Markets Relax After Tough Start To New Year
By Scott Poore, AIF, AWMA, APMA
Chief Investment Officer, Eudaimonia Group
Equities settled back in last week after a rocky start to the New Year. The market seemed to relax somewhat last week after sputtering in week one. The consumer data was positive overall last week as Consumer Credit for November was stronger than expected and Redbook Sales inched higher on a year-over-year basis. It’s early in 4th quarter earnings season, but the big banks mostly exceeded expectations.
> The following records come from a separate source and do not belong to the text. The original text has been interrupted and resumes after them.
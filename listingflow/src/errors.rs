//! Error types for listingflow.
//!
//! Every failure the orchestrator can surface to an operator maps onto one
//! member of this taxonomy. Each member is its own error struct so callers can
//! match precisely, and [`ListingflowError`] wraps them for propagation.

use serde_json::json;
use thiserror::Error;

/// Convenience alias used throughout the crate.
pub type Result<T, E = ListingflowError> = std::result::Result<T, E>;

/// The main error type for listingflow operations.
#[derive(Debug, Error)]
pub enum ListingflowError {
    /// A run-scope parameter is missing or invalid.
    #[error("{0}")]
    Configuration(#[from] ConfigurationError),

    /// A single external call failed in a recoverable way.
    #[error("{0}")]
    TransientSource(#[from] TransientSourceError),

    /// A restart artifact does not carry the fields a step requires.
    #[error("{0}")]
    ShapeMismatch(#[from] ShapeMismatchError),

    /// The registry has no implementation for a step identifier.
    #[error("{0}")]
    UnknownStep(#[from] UnknownStepError),

    /// A country-scoped step was requested without a country.
    #[error("{0}")]
    UnsupportedScope(#[from] UnsupportedScopeError),

    /// Too many records failed inside one step.
    #[error("{0}")]
    ExcessiveFailure(#[from] ExcessiveFailureError),

    /// No artifact exists for the requested run and step.
    #[error("{0}")]
    ArtifactNotFound(#[from] ArtifactNotFoundError),

    /// A step tried to overwrite a derived field owned by another step.
    #[error("{0}")]
    FieldOwnership(#[from] FieldOwnershipError),

    /// An external collaborator reported a non-recoverable error.
    #[error("{0}")]
    Source(#[from] SourceError),

    /// The run was cancelled or timed out.
    #[error("Run cancelled: {0}")]
    Cancelled(String),

    /// Serialization/deserialization error.
    #[error("Serialization error: {0}")]
    Serialization(String),

    /// IO error.
    #[error("IO error: {0}")]
    Io(#[from] std::io::Error),
}

impl ListingflowError {
    /// Stable code reported to operators and persisted in run manifests.
    #[must_use]
    pub const fn code(&self) -> &'static str {
        match self {
            Self::Configuration(_) => "CONFIGURATION",
            Self::TransientSource(_) => "TRANSIENT_SOURCE",
            Self::ShapeMismatch(_) => "SHAPE_MISMATCH",
            Self::UnknownStep(_) => "UNKNOWN_STEP",
            Self::UnsupportedScope(_) => "UNSUPPORTED_SCOPE",
            Self::ExcessiveFailure(_) => "EXCESSIVE_FAILURE",
            Self::ArtifactNotFound(_) => "NOT_FOUND",
            Self::FieldOwnership(_) => "FIELD_OWNERSHIP",
            Self::Source(_) => "SOURCE",
            Self::Cancelled(_) => "CANCELLED",
            Self::Serialization(_) => "SERIALIZATION",
            Self::Io(_) => "IO",
        }
    }

    /// The step the error is attributed to, when known.
    #[must_use]
    pub fn step_id(&self) -> Option<&str> {
        match self {
            Self::Configuration(e) => e.step_id.as_deref(),
            Self::TransientSource(e) => Some(&e.step_id),
            Self::ShapeMismatch(e) => Some(&e.step_id),
            Self::UnknownStep(e) => Some(&e.step_id),
            Self::UnsupportedScope(e) => Some(&e.step_id),
            Self::ExcessiveFailure(e) => Some(&e.step_id),
            Self::ArtifactNotFound(e) => Some(&e.step_id),
            Self::FieldOwnership(e) => Some(&e.writer),
            _ => None,
        }
    }

    /// Returns true if the error came from cancellation.
    #[must_use]
    pub const fn is_cancelled(&self) -> bool {
        matches!(self, Self::Cancelled(_))
    }

    /// JSON form persisted alongside an aborted run.
    #[must_use]
    pub fn to_json(&self) -> serde_json::Value {
        json!({
            "code": self.code(),
            "message": self.to_string(),
            "step_id": self.step_id(),
        })
    }
}

impl From<serde_json::Error> for ListingflowError {
    fn from(err: serde_json::Error) -> Self {
        Self::Serialization(err.to_string())
    }
}

impl From<toml::de::Error> for ListingflowError {
    fn from(err: toml::de::Error) -> Self {
        Self::Configuration(ConfigurationError::new(format!("invalid settings: {err}")))
    }
}

/// Raised when a run-scope parameter or step configuration is missing or invalid.
#[derive(Debug, Clone, Error)]
#[error("{message}")]
pub struct ConfigurationError {
    /// The error message.
    pub message: String,
    /// The step whose configuration failed, if any.
    pub step_id: Option<String>,
    /// The offending parameter, if known.
    pub parameter: Option<String>,
}

impl ConfigurationError {
    /// Creates a new configuration error.
    #[must_use]
    pub fn new(message: impl Into<String>) -> Self {
        Self {
            message: message.into(),
            step_id: None,
            parameter: None,
        }
    }

    /// Attributes the error to a step.
    #[must_use]
    pub fn for_step(mut self, step_id: impl Into<String>) -> Self {
        self.step_id = Some(step_id.into());
        self
    }

    /// Names the parameter that was missing or invalid.
    #[must_use]
    pub fn with_parameter(mut self, parameter: impl Into<String>) -> Self {
        self.parameter = Some(parameter.into());
        self
    }
}

/// A single external call failed while processing one record.
///
/// These never escape a step: the record is annotated and the step moves on.
#[derive(Debug, Clone, Error)]
#[error("step '{step_id}' record {record_id}: {message}")]
pub struct TransientSourceError {
    /// The step that issued the call.
    pub step_id: String,
    /// The record being processed.
    pub record_id: String,
    /// What went wrong.
    pub message: String,
}

impl TransientSourceError {
    /// Creates a new transient source error.
    #[must_use]
    pub fn new(
        step_id: impl Into<String>,
        record_id: impl Into<String>,
        message: impl Into<String>,
    ) -> Self {
        Self {
            step_id: step_id.into(),
            record_id: record_id.into(),
            message: message.into(),
        }
    }
}

/// Raised when an input artifact lacks fields a step requires.
#[derive(Debug, Clone, Error)]
#[error("step '{step_id}' cannot consume {origin}: missing fields [{}]", missing.join(", "))]
pub struct ShapeMismatchError {
    /// The step whose input requirement failed.
    pub step_id: String,
    /// Where the input came from (an artifact or a pipeline position).
    pub origin: String,
    /// Required fields absent from the input shape.
    pub missing: Vec<String>,
}

impl ShapeMismatchError {
    /// Creates a new shape mismatch error.
    #[must_use]
    pub fn new(step_id: impl Into<String>, origin: impl Into<String>, missing: Vec<String>) -> Self {
        Self {
            step_id: step_id.into(),
            origin: origin.into(),
            missing,
        }
    }
}

/// Raised when a step identifier has no registered implementation.
#[derive(Debug, Clone, Error)]
#[error("unknown step '{step_id}' (registered: {})", registered.join(", "))]
pub struct UnknownStepError {
    /// The requested identifier.
    pub step_id: String,
    /// Identifiers the registry does know.
    pub registered: Vec<String>,
}

/// Raised when a country-scoped step is resolved without a country.
#[derive(Debug, Clone, Error)]
#[error("step '{step_id}' is country-scoped but the run has no country")]
pub struct UnsupportedScopeError {
    /// The step that needs a country.
    pub step_id: String,
}

/// Raised when the per-record failure ratio of a step exceeds its threshold.
#[derive(Debug, Clone, Error)]
#[error("step '{step_id}' failed {failed} of {attempted} records (threshold {threshold})")]
pub struct ExcessiveFailureError {
    /// The failing step.
    pub step_id: String,
    /// Number of failed units of work.
    pub failed: usize,
    /// Number of attempted units of work.
    pub attempted: usize,
    /// Configured maximum failure ratio.
    pub threshold: f64,
}

/// Raised when an artifact cannot be found.
#[derive(Debug, Clone, Error)]
#[error("no artifact for step '{step_id}' in run '{run_id}'")]
pub struct ArtifactNotFoundError {
    /// The run that was searched.
    pub run_id: String,
    /// The step whose artifact was requested.
    pub step_id: String,
}

/// Raised when a step writes a derived field owned by another step.
#[derive(Debug, Clone, Error)]
#[error("field '{field}' is owned by step '{owner}', step '{writer}' may not overwrite it")]
pub struct FieldOwnershipError {
    /// The contested field.
    pub field: String,
    /// The step that first wrote the field.
    pub owner: String,
    /// The step attempting the write.
    pub writer: String,
}

/// Error reported by an external collaborator.
///
/// Adapters must say whether a failure is worth retrying. Transient errors
/// are absorbed per record; fatal ones abort the step.
#[derive(Debug, Clone, PartialEq, Eq, Error)]
pub enum SourceError {
    /// Retryable failure (timeouts, 5xx, throttling, connection loss).
    #[error("transient error from {adapter}: {message}")]
    Transient {
        /// Name of the adapter.
        adapter: String,
        /// Error detail.
        message: String,
    },

    /// Non-retryable failure (client errors, malformed responses).
    #[error("fatal error from {adapter}: {message}")]
    Fatal {
        /// Name of the adapter.
        adapter: String,
        /// Error detail.
        message: String,
    },
}

impl SourceError {
    /// Creates a transient error.
    #[must_use]
    pub fn transient(adapter: impl Into<String>, message: impl Into<String>) -> Self {
        Self::Transient {
            adapter: adapter.into(),
            message: message.into(),
        }
    }

    /// Creates a fatal error.
    #[must_use]
    pub fn fatal(adapter: impl Into<String>, message: impl Into<String>) -> Self {
        Self::Fatal {
            adapter: adapter.into(),
            message: message.into(),
        }
    }

    /// Returns true if the error may succeed on retry.
    #[must_use]
    pub const fn is_transient(&self) -> bool {
        matches!(self, Self::Transient { .. })
    }

    /// Name of the adapter that raised the error.
    #[must_use]
    pub fn adapter(&self) -> &str {
        match self {
            Self::Transient { adapter, .. } | Self::Fatal { adapter, .. } => adapter,
        }
    }
}
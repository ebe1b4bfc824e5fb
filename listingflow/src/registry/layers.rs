//! Layered step configuration: global, then country, then organization.

use serde::de::DeserializeOwned;
use serde::{Deserialize, Serialize};
use serde_json::{Map, Value};
use std::collections::BTreeMap;

use crate::errors::{ConfigurationError, Result};

/// Step configuration keyed by step id.
pub type StepLayer = BTreeMap<String, Value>;

/// Overrides for one country or organization.
#[derive(Debug, Clone, Default, PartialEq, Serialize, Deserialize)]
pub struct ScopeLayer {
    /// Per-step overrides.
    #[serde(default)]
    pub steps: StepLayer,
}

/// Deep-merges `overlay` into `base`. Objects merge key by key; anything
/// else in `overlay` replaces the base value.
pub fn merge_json(base: &mut Value, overlay: &Value) {
    match (base, overlay) {
        (Value::Object(base), Value::Object(overlay)) => {
            for (key, value) in overlay {
                merge_json(base.entry(key.clone()).or_insert(Value::Null), value);
            }
        }
        (base, overlay) => *base = overlay.clone(),
    }
}

/// All configuration layers known to the registry.
#[derive(Debug, Clone, Default, PartialEq)]
pub struct ConfigLayers {
    global: StepLayer,
    countries: BTreeMap<String, StepLayer>,
    organizations: BTreeMap<String, StepLayer>,
}

impl ConfigLayers {
    /// Creates empty layers.
    #[must_use]
    pub fn new() -> Self {
        Self::default()
    }

    /// Sets the global layer.
    #[must_use]
    pub fn with_global(mut self, layer: StepLayer) -> Self {
        self.global = layer;
        self
    }

    /// Adds a country layer. Country codes are matched case-insensitively.
    #[must_use]
    pub fn with_country(mut self, country: &str, layer: StepLayer) -> Self {
        self.countries.insert(country.to_lowercase(), layer);
        self
    }

    /// Adds an organization layer.
    #[must_use]
    pub fn with_organization(mut self, organization: impl Into<String>, layer: StepLayer) -> Self {
        self.organizations.insert(organization.into(), layer);
        self
    }

    /// Merged configuration of `step_id`; an empty object when no layer has one.
    #[must_use]
    pub fn resolve(&self, step_id: &str, country: Option<&str>, organization: Option<&str>) -> Value {
        let country_layer = country.and_then(|c| self.countries.get(&c.to_lowercase()));
        let org_layer = organization.and_then(|o| self.organizations.get(o));

        let mut merged = Value::Object(Map::new());
        for layer in [Some(&self.global), country_layer, org_layer].into_iter().flatten() {
            if let Some(config) = layer.get(step_id) {
                merge_json(&mut merged, config);
            }
        }
        merged
    }
}

/// Deserializes a merged configuration into a step's typed config.
pub fn typed_config<T: DeserializeOwned>(step_id: &str, config: &Value) -> Result<T> {
    serde_json::from_value(config.clone()).map_err(|e| {
        ConfigurationError::new(format!("invalid configuration for step '{step_id}': {e}"))
            .for_step(step_id)
            .into()
    })
}
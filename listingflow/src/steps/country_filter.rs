//! Country filter: domain lists and URL rules for one country.

use async_trait::async_trait;
use serde::{Deserialize, Serialize};
use serde_json::json;
use std::fmt;
use tracing::debug;
use url::Url;

use super::{Step, StepDescriptor, StepOutput};
use crate::context::StepContext;
use crate::core::{fields, Record, Shape, StepKind};
use crate::errors::{Result, UnsupportedScopeError};
use crate::utils::host_of;

fn default_exclude_unknown() -> bool {
    true
}

/// Layered configuration of [`CountryFilterStep`]. All lists are lowercase.
#[derive(Debug, Clone, PartialEq, Eq, Serialize, Deserialize)]
#[serde(default)]
pub struct CountryFilterConfig {
    /// Domains always excluded, subdomains included.
    pub blacklist: Vec<String>,
    /// Domains known to sell into the country.
    pub known_positive: Vec<String>,
    /// Domains reviewed without a conclusion.
    pub known_unknown: Vec<String>,
    /// Domains known not to sell into the country.
    pub known_negative: Vec<String>,
    /// Country codes looked for in paths and query values.
    pub countries: Vec<String>,
    /// Accepted top-level domains.
    pub top_level_domains: Vec<String>,
    /// Accepted labels below the top level (e.g. `ch` in `ch.shop.com`).
    pub sub_level_domains: Vec<String>,
    /// Locale tags looked for in paths and query values.
    pub languages: Vec<String>,
    /// Currency codes accepted in paths, query values and prices.
    pub currencies: Vec<String>,
    /// Whether records without a verdict are excluded.
    #[serde(default = "default_exclude_unknown")]
    pub exclude_unknown: bool,
}

impl Default for CountryFilterConfig {
    fn default() -> Self {
        Self {
            blacklist: Vec::new(),
            known_positive: Vec::new(),
            known_unknown: Vec::new(),
            known_negative: Vec::new(),
            countries: Vec::new(),
            top_level_domains: Vec::new(),
            sub_level_domains: Vec::new(),
            languages: Vec::new(),
            currencies: Vec::new(),
            exclude_unknown: default_exclude_unknown(),
        }
    }
}

/// Outcome of the country filter for one record.
#[derive(Debug, Clone, Copy, PartialEq, Eq, Serialize, Deserialize)]
#[serde(rename_all = "snake_case")]
pub enum CountryVerdict {
    /// The listing targets the country.
    Positive,
    /// No rule decided.
    Unknown,
    /// The listing does not target the country.
    Negative,
}

impl fmt::Display for CountryVerdict {
    fn fmt(&self, f: &mut fmt::Formatter<'_>) -> fmt::Result {
        match self {
            Self::Positive => write!(f, "positive"),
            Self::Unknown => write!(f, "unknown"),
            Self::Negative => write!(f, "negative"),
        }
    }
}

fn strip_www(host: &str) -> &str {
    host.strip_prefix("www.").unwrap_or(host)
}

fn listed(list: &[String], host: &str) -> bool {
    list.iter().any(|d| strip_www(d) == host)
}

fn blacklisted(list: &[String], host: &str) -> bool {
    list.iter().map(|d| strip_www(d)).any(|d| {
        host == d || host.strip_suffix(d).is_some_and(|rest| rest.ends_with('.'))
    })
}

fn any_in(candidates: &[String], lists: &[&[String]]) -> bool {
    candidates
        .iter()
        .filter(|c| !c.is_empty())
        .any(|c| lists.iter().any(|list| list.contains(c)))
}

impl CountryFilterConfig {
    /// Decides a verdict for `url`, given the record's currency.
    ///
    /// Returns the verdict and the name of the deciding rule.
    #[must_use]
    pub fn evaluate(&self, url: &str, currency: Option<&str>) -> (CountryVerdict, &'static str) {
        let Some(host) = host_of(url) else {
            return (CountryVerdict::Unknown, "unparsable_url");
        };
        if blacklisted(&self.blacklist, &host) {
            return (CountryVerdict::Negative, "blacklist");
        }
        if listed(&self.known_negative, &host) {
            return (CountryVerdict::Negative, "known_negative");
        }
        if listed(&self.known_positive, &host) {
            return (CountryVerdict::Positive, "known_positive");
        }
        if listed(&self.known_unknown, &host) {
            return (CountryVerdict::Unknown, "known_unknown");
        }
        if let Some(rule) = self.url_rule(url, &host) {
            return (CountryVerdict::Positive, rule);
        }
        if currency.is_some_and(|c| self.currencies.contains(&c.to_lowercase())) {
            return (CountryVerdict::Positive, "currency");
        }
        (CountryVerdict::Unknown, "no_rule")
    }

    fn url_rule(&self, url: &str, host: &str) -> Option<&'static str> {
        let labels: Vec<String> = host.split('.').map(str::to_string).collect();
        let (tld, subs) = labels.split_last()?;
        if self.top_level_domains.contains(tld) {
            return Some("top_level_domain");
        }
        if any_in(subs, &[&self.top_level_domains, &self.sub_level_domains]) {
            return Some("sub_level_domain");
        }

        let parsed = Url::parse(&url.to_lowercase()).ok()?;
        let markers: [&[String]; 3] = [&self.countries, &self.languages, &self.currencies];
        let directories: Vec<String> = parsed
            .path_segments()
            .map(|segments| segments.map(str::to_string).collect())
            .unwrap_or_default();
        if any_in(&directories, &markers) {
            return Some("path");
        }
        let query_values: Vec<String> = parsed
            .query_pairs()
            .flat_map(|(_, value)| {
                value
                    .split(|c: char| !(c.is_alphanumeric() || c == '_'))
                    .map(str::to_string)
                    .collect::<Vec<_>>()
            })
            .collect();
        if any_in(&query_values, &markers) {
            return Some("query");
        }
        None
    }
}

/// Excludes records that do not target the run's country.
///
/// Deterministic and idempotent: excluded records are never revisited and
/// kept records get the same annotations again.
#[derive(Debug, Clone)]
pub struct CountryFilterStep {
    descriptor: StepDescriptor,
    config: CountryFilterConfig,
}

impl CountryFilterStep {
    /// Registry identifier.
    pub const ID: &'static str = "country_filter";

    /// Creates the step.
    #[must_use]
    pub fn new(config: CountryFilterConfig) -> Self {
        Self {
            descriptor: StepDescriptor::new(Self::ID, StepKind::Filter)
                .providing(Shape::of(&[fields::DOMAIN, fields::COUNTRY_FILTER]))
                .country_scoped(),
            config,
        }
    }

    /// The resolved configuration.
    #[must_use]
    pub const fn config(&self) -> &CountryFilterConfig {
        &self.config
    }

    /// Applies the filter without a run context.
    pub fn apply(&self, input: &[Record], stamp: &crate::core::StepStamp) -> Result<Vec<Record>> {
        let mut output = input.to_vec();
        for record in output.iter_mut().filter(|r| r.is_active()) {
            let currency = record.derived(fields::CURRENCY).and_then(|v| v.as_str());
            let (verdict, rule) = self.config.evaluate(record.url(), currency);
            let domain = host_of(record.url()).unwrap_or_default();
            record.derive(fields::DOMAIN, json!(domain), stamp)?;
            record.derive(
                fields::COUNTRY_FILTER,
                json!({ "result": verdict, "rule": rule }),
                stamp,
            )?;

            let excluded = match verdict {
                CountryVerdict::Negative => true,
                CountryVerdict::Unknown => self.config.exclude_unknown,
                CountryVerdict::Positive => false,
            };
            debug!(url = %record.url(), %verdict, rule, excluded, "Country filter verdict");
            if excluded {
                record.exclude(stamp, format!("{verdict} ({rule}) for domain {domain}"));
            }
        }
        Ok(output)
    }
}

#[async_trait]
impl Step for CountryFilterStep {
    fn descriptor(&self) -> &StepDescriptor {
        &self.descriptor
    }

    fn validate(&self, _input: &[Record], ctx: &StepContext<'_>) -> Result<()> {
        if ctx.country().is_none() {
            return Err(UnsupportedScopeError {
                step_id: Self::ID.to_string(),
            }
            .into());
        }
        Ok(())
    }

    async fn execute(&self, input: &[Record], ctx: &StepContext<'_>) -> Result<StepOutput> {
        Ok(StepOutput::new(self.apply(input, &ctx.stamp())?))
    }
}
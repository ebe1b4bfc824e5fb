//! Run identity: what is searched, by whom, in which scope.

use serde::{Deserialize, Serialize};
use std::fmt;
use uuid::Uuid;

use crate::utils::{name_uuid, run_stamp, slugify, Timestamp};

/// What a run searches for.
#[derive(Debug, Clone, PartialEq, Eq, Hash, Serialize, Deserialize)]
#[serde(tag = "kind", content = "value", rename_all = "snake_case")]
pub enum SearchTarget {
    /// A search keyword.
    Keyword(String),
    /// A reference to an image used for reverse-image search.
    Image(String),
    /// A single listing URL supplied by the operator.
    Url(String),
}

impl SearchTarget {
    /// Interprets `input` as a URL when it parses as one, a keyword otherwise.
    #[must_use]
    pub fn infer(input: &str) -> Self {
        let trimmed = input.trim();
        match url::Url::parse(trimmed) {
            Ok(parsed) if matches!(parsed.scheme(), "http" | "https") => {
                Self::Url(trimmed.to_string())
            }
            _ => Self::Keyword(trimmed.to_string()),
        }
    }

    /// The search term, image reference or URL.
    #[must_use]
    pub fn value(&self) -> &str {
        match self {
            Self::Keyword(v) | Self::Image(v) | Self::Url(v) => v,
        }
    }

    /// Short name of the target kind.
    #[must_use]
    pub const fn kind(&self) -> &'static str {
        match self {
            Self::Keyword(_) => "keyword",
            Self::Image(_) => "image",
            Self::Url(_) => "url",
        }
    }
}

impl fmt::Display for SearchTarget {
    fn fmt(&self, f: &mut fmt::Formatter<'_>) -> fmt::Result {
        write!(f, "{}:{}", self.kind(), self.value())
    }
}

/// Regulatory scope of a run. Both parts are optional.
#[derive(Debug, Clone, Default, PartialEq, Eq, Serialize, Deserialize)]
pub struct RunScope {
    /// Lowercase ISO country code.
    pub country: Option<String>,
    /// Organization name as configured in the settings.
    pub organization: Option<String>,
}

impl RunScope {
    /// An unscoped run: country-specific steps are skipped.
    #[must_use]
    pub fn unscoped() -> Self {
        Self::default()
    }

    /// Scopes to a country.
    #[must_use]
    pub fn with_country(mut self, country: impl AsRef<str>) -> Self {
        let code = country.as_ref().trim().to_lowercase();
        self.country = (!code.is_empty()).then_some(code);
        self
    }

    /// Scopes to an organization.
    #[must_use]
    pub fn with_organization(mut self, organization: impl Into<String>) -> Self {
        self.organization = Some(organization.into());
        self
    }

    /// Whether a country is known.
    #[must_use]
    pub const fn has_country(&self) -> bool {
        self.country.is_some()
    }
}

impl fmt::Display for RunScope {
    fn fmt(&self, f: &mut fmt::Formatter<'_>) -> fmt::Result {
        match (&self.country, &self.organization) {
            (None, None) => f.write_str("unscoped"),
            (Some(c), None) => write!(f, "country={c}"),
            (None, Some(o)) => write!(f, "org={o}"),
            (Some(c), Some(o)) => write!(f, "country={c} org={o}"),
        }
    }
}

/// Identifier of one run, unique per artifact directory.
///
/// Formatted as `{stamp}_{search}_{user}` with millisecond precision, so
/// repeating a search produces a new id.
#[derive(Debug, Clone, PartialEq, Eq, Hash, PartialOrd, Ord, Serialize, Deserialize)]
#[serde(transparent)]
pub struct RunId(String);

impl RunId {
    /// Builds the id for a run started at `at`.
    #[must_use]
    pub fn generate(search: &str, user: &str, at: &Timestamp) -> Self {
        Self(format!(
            "{}_{}_{}",
            run_stamp(at),
            slugify(search),
            slugify(user)
        ))
    }

    /// Wraps an existing id, as read from the command line or a manifest.
    #[must_use]
    pub fn new(id: impl Into<String>) -> Self {
        Self(id.into())
    }

    /// The id as a string slice.
    #[must_use]
    pub fn as_str(&self) -> &str {
        &self.0
    }

    /// Name-based correlation id for logs and events.
    #[must_use]
    pub fn uuid(&self) -> Uuid {
        name_uuid(&self.0)
    }
}

impl fmt::Display for RunId {
    fn fmt(&self, f: &mut fmt::Formatter<'_>) -> fmt::Result {
        f.write_str(&self.0)
    }
}

impl AsRef<str> for RunId {
    fn as_ref(&self) -> &str {
        &self.0
    }
}
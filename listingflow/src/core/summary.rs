//! Human-readable counts over a record sequence.

use serde::{Deserialize, Serialize};
use std::collections::BTreeMap;
use std::fmt;

use super::Record;

/// Counts produced by a step's `summarize`.
#[derive(Debug, Clone, Default, PartialEq, Eq, Serialize, Deserialize)]
pub struct StepSummary {
    /// Records in the output.
    pub total: usize,
    /// Records still active.
    pub active: usize,
    /// Records excluded by a filter.
    pub excluded: usize,
    /// Records whose external call failed.
    pub failed: usize,
    /// Step-specific breakdown (per source, per label).
    #[serde(default, skip_serializing_if = "BTreeMap::is_empty")]
    pub details: BTreeMap<String, usize>,
}

impl StepSummary {
    /// Counts records by status.
    #[must_use]
    pub fn from_records(records: &[Record]) -> Self {
        let mut summary = Self {
            total: records.len(),
            ..Self::default()
        };
        for record in records {
            if record.is_active() {
                summary.active += 1;
            } else if record.is_excluded() {
                summary.excluded += 1;
            } else {
                summary.failed += 1;
            }
        }
        summary
    }

    /// Adds a detail counter.
    #[must_use]
    pub fn with_detail(mut self, key: impl Into<String>, count: usize) -> Self {
        self.details.insert(key.into(), count);
        self
    }
}

impl fmt::Display for StepSummary {
    fn fmt(&self, f: &mut fmt::Formatter<'_>) -> fmt::Result {
        write!(
            f,
            "{} records: {} active, {} excluded, {} failed",
            self.total, self.active, self.excluded, self.failed
        )?;
        if !self.details.is_empty() {
            let parts: Vec<String> = self
                .details
                .iter()
                .map(|(k, v)| format!("{k}={v}"))
                .collect();
            write!(f, " ({})", parts.join(", "))?;
        }
        Ok(())
    }
}
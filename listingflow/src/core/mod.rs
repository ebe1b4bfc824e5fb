//! Core domain model types for listingflow.
//!
//! This module contains the fundamental types used throughout the crate:
//! - Records with derived-field provenance
//! - Shapes describing what an artifact guarantees
//! - Step kind, scope and run state enums
//! - Artifacts and step summaries

mod artifact;
mod record;
#[cfg(test)]
mod record_tests;
mod shape;
mod status;
mod summary;

pub use artifact::{artifact_file_name, Artifact};
pub use record::{fields, DerivedValue, Record, RecordId, RecordStatus, StepStamp};
pub use shape::Shape;
pub use status::{FailurePolicy, RunState, StepKind, StepScope};
pub use summary::StepSummary;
Jobless Claims continue to be well under the level typically seen just prior to most recessions, as Claims came in at 202,000 last week, while the typical pre-recessionary levels are higher than 300,0000. However, most investors focused last week on the inflationary data.
The Consumer Price Index inched higher than expected for December (+0.3%). In contrast, the Producer Price Index moved lower than expected (-0.1%). In our view, inflation has normalized from the anomalies of the COVID era and an overall CPI of 3.4% is close to the historical average. The key moving forward is the health of the consumer. With a stable job market, average inflation, and stable interest rates, one would expect consumer behavior to be balanced. Futures on the first Fed rate cut show 68% for March and similar for the second cut in May (66%). Going forward, earnings and the consumer will tell the tale on the possibility of recession.